_Exercise aim:_ For the material that follows, state the number of lines where "NoteUpdateRequest" occurs, and add nothing.

_Exercise data:_
____

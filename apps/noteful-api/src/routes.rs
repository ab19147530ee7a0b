use axum::{
	Json, Router,
	extract::{
		OriginalUri, Path, Query, State,
		rejection::{JsonRejection, QueryRejection},
	},
	http::{StatusCode, Uri, header},
	response::{IntoResponse, Response},
	routing::get,
};
use serde::Serialize;
use uuid::Uuid;

use noteful_service::{
	Error as ServiceError, FolderView, NameRequest, NoteCreateRequest, NoteQuery,
	NoteUpdateRequest, NoteView, TagView,
};

use crate::state::AppState;

const INTERNAL_ERROR_MESSAGE: &str = "Internal Server Error";

pub fn router(state: AppState) -> Router {
	Router::new()
		.route("/health", get(health))
		.route("/api/folders", get(list_folders).post(create_folder))
		.route("/api/folders/{id}", get(get_folder).put(update_folder).delete(delete_folder))
		.route("/api/tags", get(list_tags).post(create_tag))
		.route("/api/tags/{id}", get(get_tag).put(update_tag).delete(delete_tag))
		.route("/api/notes", get(list_notes).post(create_note))
		.route("/api/notes/{id}", get(get_note).put(update_note).delete(delete_note))
		.fallback(not_found)
		.with_state(state)
}

async fn health() -> StatusCode {
	StatusCode::OK
}

async fn not_found(State(state): State<AppState>) -> ApiError {
	state.fail(ServiceError::NotFound { message: "Not Found".to_string() })
}

async fn list_folders(State(state): State<AppState>) -> Result<Json<Vec<FolderView>>, ApiError> {
	let folders = state.service.folders.list().await.map_err(|err| state.fail(err))?;

	Ok(Json(folders))
}

async fn get_folder(
	State(state): State<AppState>,
	Path(id): Path<String>,
) -> Result<Json<FolderView>, ApiError> {
	let folder = state.service.folders.get(&id).await.map_err(|err| state.fail(err))?;

	Ok(Json(folder))
}

async fn create_folder(
	State(state): State<AppState>,
	OriginalUri(uri): OriginalUri,
	payload: Result<Json<NameRequest>, JsonRejection>,
) -> Result<Response, ApiError> {
	let Json(req) = payload.map_err(|err| state.fail(err))?;
	let folder = state.service.folders.create(req).await.map_err(|err| state.fail(err))?;

	Ok(created(&uri, folder.id, folder))
}

async fn update_folder(
	State(state): State<AppState>,
	Path(id): Path<String>,
	payload: Result<Json<NameRequest>, JsonRejection>,
) -> Result<Json<FolderView>, ApiError> {
	let Json(req) = payload.map_err(|err| state.fail(err))?;
	let folder = state.service.folders.update(&id, req).await.map_err(|err| state.fail(err))?;

	Ok(Json(folder))
}

async fn delete_folder(
	State(state): State<AppState>,
	Path(id): Path<String>,
) -> Result<StatusCode, ApiError> {
	state.service.folders.delete(&id).await.map_err(|err| state.fail(err))?;

	Ok(StatusCode::NO_CONTENT)
}

async fn list_tags(State(state): State<AppState>) -> Result<Json<Vec<TagView>>, ApiError> {
	let tags = state.service.tags.list().await.map_err(|err| state.fail(err))?;

	Ok(Json(tags))
}

async fn get_tag(
	State(state): State<AppState>,
	Path(id): Path<String>,
) -> Result<Json<TagView>, ApiError> {
	let tag = state.service.tags.get(&id).await.map_err(|err| state.fail(err))?;

	Ok(Json(tag))
}

async fn create_tag(
	State(state): State<AppState>,
	OriginalUri(uri): OriginalUri,
	payload: Result<Json<NameRequest>, JsonRejection>,
) -> Result<Response, ApiError> {
	let Json(req) = payload.map_err(|err| state.fail(err))?;
	let tag = state.service.tags.create(req).await.map_err(|err| state.fail(err))?;

	Ok(created(&uri, tag.id, tag))
}

async fn update_tag(
	State(state): State<AppState>,
	Path(id): Path<String>,
	payload: Result<Json<NameRequest>, JsonRejection>,
) -> Result<Json<TagView>, ApiError> {
	let Json(req) = payload.map_err(|err| state.fail(err))?;
	let tag = state.service.tags.update(&id, req).await.map_err(|err| state.fail(err))?;

	Ok(Json(tag))
}

async fn delete_tag(
	State(state): State<AppState>,
	Path(id): Path<String>,
) -> Result<StatusCode, ApiError> {
	state.service.tags.delete(&id).await.map_err(|err| state.fail(err))?;

	Ok(StatusCode::NO_CONTENT)
}

async fn list_notes(
	State(state): State<AppState>,
	query: Result<Query<NoteQuery>, QueryRejection>,
) -> Result<Json<Vec<NoteView>>, ApiError> {
	let Query(query) = query.map_err(|err| state.fail(err))?;
	let notes = state.service.notes.list(query).await.map_err(|err| state.fail(err))?;

	Ok(Json(notes))
}

async fn get_note(
	State(state): State<AppState>,
	Path(id): Path<String>,
) -> Result<Json<NoteView>, ApiError> {
	let note = state.service.notes.get(&id).await.map_err(|err| state.fail(err))?;

	Ok(Json(note))
}

async fn create_note(
	State(state): State<AppState>,
	OriginalUri(uri): OriginalUri,
	payload: Result<Json<NoteCreateRequest>, JsonRejection>,
) -> Result<Response, ApiError> {
	let Json(req) = payload.map_err(|err| state.fail(err))?;
	let note = state.service.notes.create(req).await.map_err(|err| state.fail(err))?;

	Ok(created(&uri, note.id, note))
}

async fn update_note(
	State(state): State<AppState>,
	Path(id): Path<String>,
	payload: Result<Json<NoteUpdateRequest>, JsonRejection>,
) -> Result<Json<NoteView>, ApiError> {
	let Json(req) = payload.map_err(|err| state.fail(err))?;
	let note = state.service.notes.update(&id, req).await.map_err(|err| state.fail(err))?;

	Ok(Json(note))
}

async fn delete_note(
	State(state): State<AppState>,
	Path(id): Path<String>,
) -> Result<StatusCode, ApiError> {
	state.service.notes.delete(&id).await.map_err(|err| state.fail(err))?;

	Ok(StatusCode::NO_CONTENT)
}

/// 201 with a `Location` of the request path plus the new id.
fn created<T>(uri: &Uri, id: Uuid, body: T) -> Response
where
	T: Serialize,
{
	let location = format!("{}/{id}", uri.path().trim_end_matches('/'));

	(StatusCode::CREATED, [(header::LOCATION, location)], Json(body)).into_response()
}

#[derive(Debug, Serialize)]
struct ErrorBody {
	message: String,
	error: ErrorDetail,
}

#[derive(Debug, Default, Serialize)]
struct ErrorDetail {
	#[serde(skip_serializing_if = "Option::is_none")]
	name: Option<String>,
	#[serde(skip_serializing_if = "Option::is_none")]
	message: Option<String>,
}

#[derive(Debug)]
pub struct ApiError {
	status: StatusCode,
	name: String,
	message: String,
	expose: bool,
}
impl ApiError {
	fn new(status: StatusCode, name: impl Into<String>, message: impl Into<String>) -> Self {
		Self { status, name: name.into(), message: message.into(), expose: false }
	}

	/// Controls whether the error name and internal message reach the client.
	pub(crate) fn exposed(mut self, expose: bool) -> Self {
		self.expose = expose;

		self
	}
}

pub(crate) fn json_error(status: StatusCode, name: &str, message: impl Into<String>) -> ApiError {
	ApiError::new(status, name, message)
}

impl From<ServiceError> for ApiError {
	fn from(err: ServiceError) -> Self {
		let status = match &err {
			ServiceError::Validation { .. }
			| ServiceError::InvalidIdentifier { .. }
			| ServiceError::InvalidReference { .. }
			| ServiceError::DuplicateName { .. } => StatusCode::BAD_REQUEST,
			ServiceError::NotFound { .. } => StatusCode::NOT_FOUND,
			ServiceError::Storage { .. } => {
				tracing::error!(error = %err, "Request failed in the store.");

				StatusCode::INTERNAL_SERVER_ERROR
			},
		};

		json_error(status, err.name(), err.to_string())
	}
}

/// Body read failures, such as exceeding the body limit, keep axum's status. Anything else about
/// the body is a 400.
impl From<JsonRejection> for ApiError {
	fn from(err: JsonRejection) -> Self {
		let status = match &err {
			JsonRejection::BytesRejection(_) => err.status(),
			_ => StatusCode::BAD_REQUEST,
		};

		json_error(status, "JsonRejection", err.body_text())
	}
}

impl From<QueryRejection> for ApiError {
	fn from(err: QueryRejection) -> Self {
		json_error(StatusCode::BAD_REQUEST, "QueryRejection", err.body_text())
	}
}

impl IntoResponse for ApiError {
	fn into_response(self) -> Response {
		let message = if self.status.is_server_error() && !self.expose {
			INTERNAL_ERROR_MESSAGE.to_string()
		} else {
			self.message.clone()
		};
		let error = if self.expose {
			ErrorDetail { name: Some(self.name), message: Some(self.message) }
		} else {
			ErrorDetail::default()
		};

		(self.status, Json(ErrorBody { message, error })).into_response()
	}
}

____

_Output for this task:_ 2